## [EXERCISE BRIEF]
Go through the lines below and tally each one holding "derive". Write only the total.

## [Stored data entries]
------------------------------------

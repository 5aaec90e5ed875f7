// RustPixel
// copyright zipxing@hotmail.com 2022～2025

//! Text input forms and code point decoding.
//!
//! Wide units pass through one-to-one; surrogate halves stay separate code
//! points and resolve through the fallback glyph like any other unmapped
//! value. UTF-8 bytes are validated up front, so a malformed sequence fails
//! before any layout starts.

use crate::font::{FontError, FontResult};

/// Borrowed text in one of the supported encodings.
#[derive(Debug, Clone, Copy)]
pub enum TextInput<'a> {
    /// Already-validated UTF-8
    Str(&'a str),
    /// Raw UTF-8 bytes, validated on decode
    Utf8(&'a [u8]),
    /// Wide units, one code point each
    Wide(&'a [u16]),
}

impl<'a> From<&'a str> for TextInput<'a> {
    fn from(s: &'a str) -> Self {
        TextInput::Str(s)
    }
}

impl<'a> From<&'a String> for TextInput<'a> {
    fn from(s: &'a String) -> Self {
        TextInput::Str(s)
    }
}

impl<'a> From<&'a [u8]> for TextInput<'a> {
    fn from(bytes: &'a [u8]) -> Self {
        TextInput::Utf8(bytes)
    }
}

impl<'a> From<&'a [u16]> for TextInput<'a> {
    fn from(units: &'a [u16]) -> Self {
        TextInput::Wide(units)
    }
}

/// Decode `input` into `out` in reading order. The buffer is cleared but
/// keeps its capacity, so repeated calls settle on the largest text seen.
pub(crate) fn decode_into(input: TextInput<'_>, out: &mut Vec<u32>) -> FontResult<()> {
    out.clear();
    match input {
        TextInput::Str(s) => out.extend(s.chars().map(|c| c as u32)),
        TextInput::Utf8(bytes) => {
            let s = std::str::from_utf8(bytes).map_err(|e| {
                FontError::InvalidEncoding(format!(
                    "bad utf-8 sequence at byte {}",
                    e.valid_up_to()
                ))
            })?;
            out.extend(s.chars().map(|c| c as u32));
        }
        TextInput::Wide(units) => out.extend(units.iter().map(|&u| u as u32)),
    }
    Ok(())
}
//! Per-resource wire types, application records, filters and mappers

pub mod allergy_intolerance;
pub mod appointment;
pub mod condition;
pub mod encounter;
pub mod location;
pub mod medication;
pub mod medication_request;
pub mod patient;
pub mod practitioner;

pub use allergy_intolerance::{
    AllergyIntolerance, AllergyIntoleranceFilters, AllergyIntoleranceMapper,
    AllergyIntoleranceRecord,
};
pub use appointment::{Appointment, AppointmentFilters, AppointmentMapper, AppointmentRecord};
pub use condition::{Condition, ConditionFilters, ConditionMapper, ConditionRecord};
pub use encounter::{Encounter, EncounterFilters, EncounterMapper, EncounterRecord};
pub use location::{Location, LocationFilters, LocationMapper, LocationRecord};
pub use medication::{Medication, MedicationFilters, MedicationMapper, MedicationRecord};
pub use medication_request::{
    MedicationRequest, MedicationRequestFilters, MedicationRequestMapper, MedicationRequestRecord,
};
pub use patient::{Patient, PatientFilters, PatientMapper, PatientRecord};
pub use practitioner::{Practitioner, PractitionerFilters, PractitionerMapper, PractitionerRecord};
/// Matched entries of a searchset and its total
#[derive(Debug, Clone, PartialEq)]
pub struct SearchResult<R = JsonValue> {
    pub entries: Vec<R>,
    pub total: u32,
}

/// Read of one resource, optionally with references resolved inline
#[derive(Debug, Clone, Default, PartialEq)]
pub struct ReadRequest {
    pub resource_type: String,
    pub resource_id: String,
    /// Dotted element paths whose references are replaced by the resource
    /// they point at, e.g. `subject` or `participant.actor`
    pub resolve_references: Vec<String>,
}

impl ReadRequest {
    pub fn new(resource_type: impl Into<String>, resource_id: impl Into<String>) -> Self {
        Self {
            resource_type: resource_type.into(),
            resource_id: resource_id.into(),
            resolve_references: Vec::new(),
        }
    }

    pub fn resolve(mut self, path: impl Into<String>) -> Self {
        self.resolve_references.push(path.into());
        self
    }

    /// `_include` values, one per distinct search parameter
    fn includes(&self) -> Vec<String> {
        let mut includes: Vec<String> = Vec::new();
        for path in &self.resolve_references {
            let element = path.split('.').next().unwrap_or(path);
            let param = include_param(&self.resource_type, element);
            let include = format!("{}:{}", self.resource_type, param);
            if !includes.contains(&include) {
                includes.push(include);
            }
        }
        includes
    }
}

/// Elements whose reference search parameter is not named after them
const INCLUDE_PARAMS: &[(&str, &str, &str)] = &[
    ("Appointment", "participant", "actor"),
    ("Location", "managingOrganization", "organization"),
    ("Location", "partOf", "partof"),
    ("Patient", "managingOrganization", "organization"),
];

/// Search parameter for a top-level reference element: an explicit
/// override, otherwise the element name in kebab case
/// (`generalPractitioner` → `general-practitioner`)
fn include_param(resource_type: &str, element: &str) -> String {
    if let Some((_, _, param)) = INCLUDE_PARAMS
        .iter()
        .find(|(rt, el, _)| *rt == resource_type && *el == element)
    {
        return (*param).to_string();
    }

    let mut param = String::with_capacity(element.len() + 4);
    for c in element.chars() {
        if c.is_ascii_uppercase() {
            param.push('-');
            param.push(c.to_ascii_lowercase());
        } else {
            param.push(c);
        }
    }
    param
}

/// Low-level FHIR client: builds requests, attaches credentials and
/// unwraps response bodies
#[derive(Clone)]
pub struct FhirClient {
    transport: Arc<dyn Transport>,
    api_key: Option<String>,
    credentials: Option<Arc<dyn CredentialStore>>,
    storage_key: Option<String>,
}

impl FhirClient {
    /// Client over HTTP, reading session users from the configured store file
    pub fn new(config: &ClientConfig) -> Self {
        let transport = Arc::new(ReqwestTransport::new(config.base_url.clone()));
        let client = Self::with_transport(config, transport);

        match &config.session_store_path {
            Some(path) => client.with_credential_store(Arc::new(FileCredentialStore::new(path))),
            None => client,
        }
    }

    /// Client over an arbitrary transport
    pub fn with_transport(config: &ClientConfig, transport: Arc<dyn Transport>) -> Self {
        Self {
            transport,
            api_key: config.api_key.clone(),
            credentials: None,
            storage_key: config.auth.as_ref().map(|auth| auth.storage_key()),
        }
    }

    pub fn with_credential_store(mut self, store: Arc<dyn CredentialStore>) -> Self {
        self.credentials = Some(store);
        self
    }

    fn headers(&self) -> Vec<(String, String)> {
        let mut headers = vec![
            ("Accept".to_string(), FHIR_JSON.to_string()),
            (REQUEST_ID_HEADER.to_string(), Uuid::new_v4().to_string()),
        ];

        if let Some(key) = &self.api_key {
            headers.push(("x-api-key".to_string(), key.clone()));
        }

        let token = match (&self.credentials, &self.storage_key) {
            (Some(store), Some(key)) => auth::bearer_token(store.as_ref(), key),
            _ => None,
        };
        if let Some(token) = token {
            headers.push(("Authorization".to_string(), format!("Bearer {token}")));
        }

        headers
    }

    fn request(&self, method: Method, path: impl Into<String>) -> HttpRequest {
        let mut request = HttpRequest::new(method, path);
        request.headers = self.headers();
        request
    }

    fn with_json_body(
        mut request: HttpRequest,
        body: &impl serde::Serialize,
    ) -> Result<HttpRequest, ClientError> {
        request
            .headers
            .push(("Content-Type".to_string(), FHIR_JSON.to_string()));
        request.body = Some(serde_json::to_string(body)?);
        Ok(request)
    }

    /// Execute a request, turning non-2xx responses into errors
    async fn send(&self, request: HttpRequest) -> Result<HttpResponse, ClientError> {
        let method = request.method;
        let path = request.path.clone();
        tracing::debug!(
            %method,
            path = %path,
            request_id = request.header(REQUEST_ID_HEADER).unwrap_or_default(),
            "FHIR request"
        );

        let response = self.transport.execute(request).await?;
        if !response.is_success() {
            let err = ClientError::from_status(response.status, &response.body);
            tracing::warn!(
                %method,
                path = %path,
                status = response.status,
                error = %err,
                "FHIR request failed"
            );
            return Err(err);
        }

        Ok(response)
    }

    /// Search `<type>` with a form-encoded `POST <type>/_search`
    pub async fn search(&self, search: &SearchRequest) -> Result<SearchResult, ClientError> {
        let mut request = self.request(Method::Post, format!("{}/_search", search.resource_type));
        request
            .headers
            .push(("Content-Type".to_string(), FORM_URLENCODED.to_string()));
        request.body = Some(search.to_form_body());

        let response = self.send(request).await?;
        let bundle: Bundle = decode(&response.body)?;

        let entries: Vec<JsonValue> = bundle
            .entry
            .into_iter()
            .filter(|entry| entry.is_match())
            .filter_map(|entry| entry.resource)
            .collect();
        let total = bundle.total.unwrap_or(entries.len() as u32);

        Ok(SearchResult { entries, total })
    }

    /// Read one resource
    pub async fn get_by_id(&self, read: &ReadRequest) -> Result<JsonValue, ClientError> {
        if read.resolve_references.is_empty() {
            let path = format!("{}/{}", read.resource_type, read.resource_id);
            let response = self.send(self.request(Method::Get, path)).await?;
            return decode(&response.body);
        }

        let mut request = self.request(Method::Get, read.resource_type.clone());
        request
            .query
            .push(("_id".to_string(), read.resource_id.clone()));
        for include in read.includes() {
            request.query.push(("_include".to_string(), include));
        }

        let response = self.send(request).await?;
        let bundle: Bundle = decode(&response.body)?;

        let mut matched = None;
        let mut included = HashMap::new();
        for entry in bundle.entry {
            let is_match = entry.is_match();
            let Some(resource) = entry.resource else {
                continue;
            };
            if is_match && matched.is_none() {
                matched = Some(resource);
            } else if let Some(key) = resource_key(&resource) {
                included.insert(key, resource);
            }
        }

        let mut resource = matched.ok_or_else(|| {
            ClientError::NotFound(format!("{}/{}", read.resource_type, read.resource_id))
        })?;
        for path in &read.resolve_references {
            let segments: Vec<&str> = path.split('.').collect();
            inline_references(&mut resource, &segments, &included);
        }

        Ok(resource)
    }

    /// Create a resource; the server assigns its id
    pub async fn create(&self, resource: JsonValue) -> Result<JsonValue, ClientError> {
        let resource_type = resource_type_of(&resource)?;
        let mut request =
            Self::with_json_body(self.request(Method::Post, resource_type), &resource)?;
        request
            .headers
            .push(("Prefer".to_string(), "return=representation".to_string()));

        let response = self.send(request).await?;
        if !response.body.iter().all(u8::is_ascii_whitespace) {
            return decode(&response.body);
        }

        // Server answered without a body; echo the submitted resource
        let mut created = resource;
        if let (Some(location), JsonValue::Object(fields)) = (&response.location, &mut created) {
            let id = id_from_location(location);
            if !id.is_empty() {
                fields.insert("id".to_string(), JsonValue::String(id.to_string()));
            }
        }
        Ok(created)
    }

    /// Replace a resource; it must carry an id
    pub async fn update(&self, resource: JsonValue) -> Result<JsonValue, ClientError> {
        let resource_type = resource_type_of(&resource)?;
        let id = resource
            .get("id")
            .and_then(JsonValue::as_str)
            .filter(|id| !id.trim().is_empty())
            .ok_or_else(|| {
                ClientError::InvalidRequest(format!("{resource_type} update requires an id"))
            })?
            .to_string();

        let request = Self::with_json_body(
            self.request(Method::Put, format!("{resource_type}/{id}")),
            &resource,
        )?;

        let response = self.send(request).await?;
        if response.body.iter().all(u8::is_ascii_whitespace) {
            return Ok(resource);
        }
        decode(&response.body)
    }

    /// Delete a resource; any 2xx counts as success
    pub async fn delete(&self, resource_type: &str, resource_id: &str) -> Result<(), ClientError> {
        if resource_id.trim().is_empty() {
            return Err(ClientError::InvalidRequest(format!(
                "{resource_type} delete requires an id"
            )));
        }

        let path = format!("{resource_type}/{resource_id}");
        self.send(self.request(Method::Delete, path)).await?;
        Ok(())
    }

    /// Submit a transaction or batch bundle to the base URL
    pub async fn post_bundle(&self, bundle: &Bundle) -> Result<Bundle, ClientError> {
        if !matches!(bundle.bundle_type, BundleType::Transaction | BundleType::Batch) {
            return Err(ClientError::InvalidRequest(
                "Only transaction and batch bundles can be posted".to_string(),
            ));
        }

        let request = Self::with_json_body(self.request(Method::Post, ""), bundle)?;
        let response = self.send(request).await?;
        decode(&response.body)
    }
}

------------------------------------

## [ANSWER TO THE EXERCISE]
4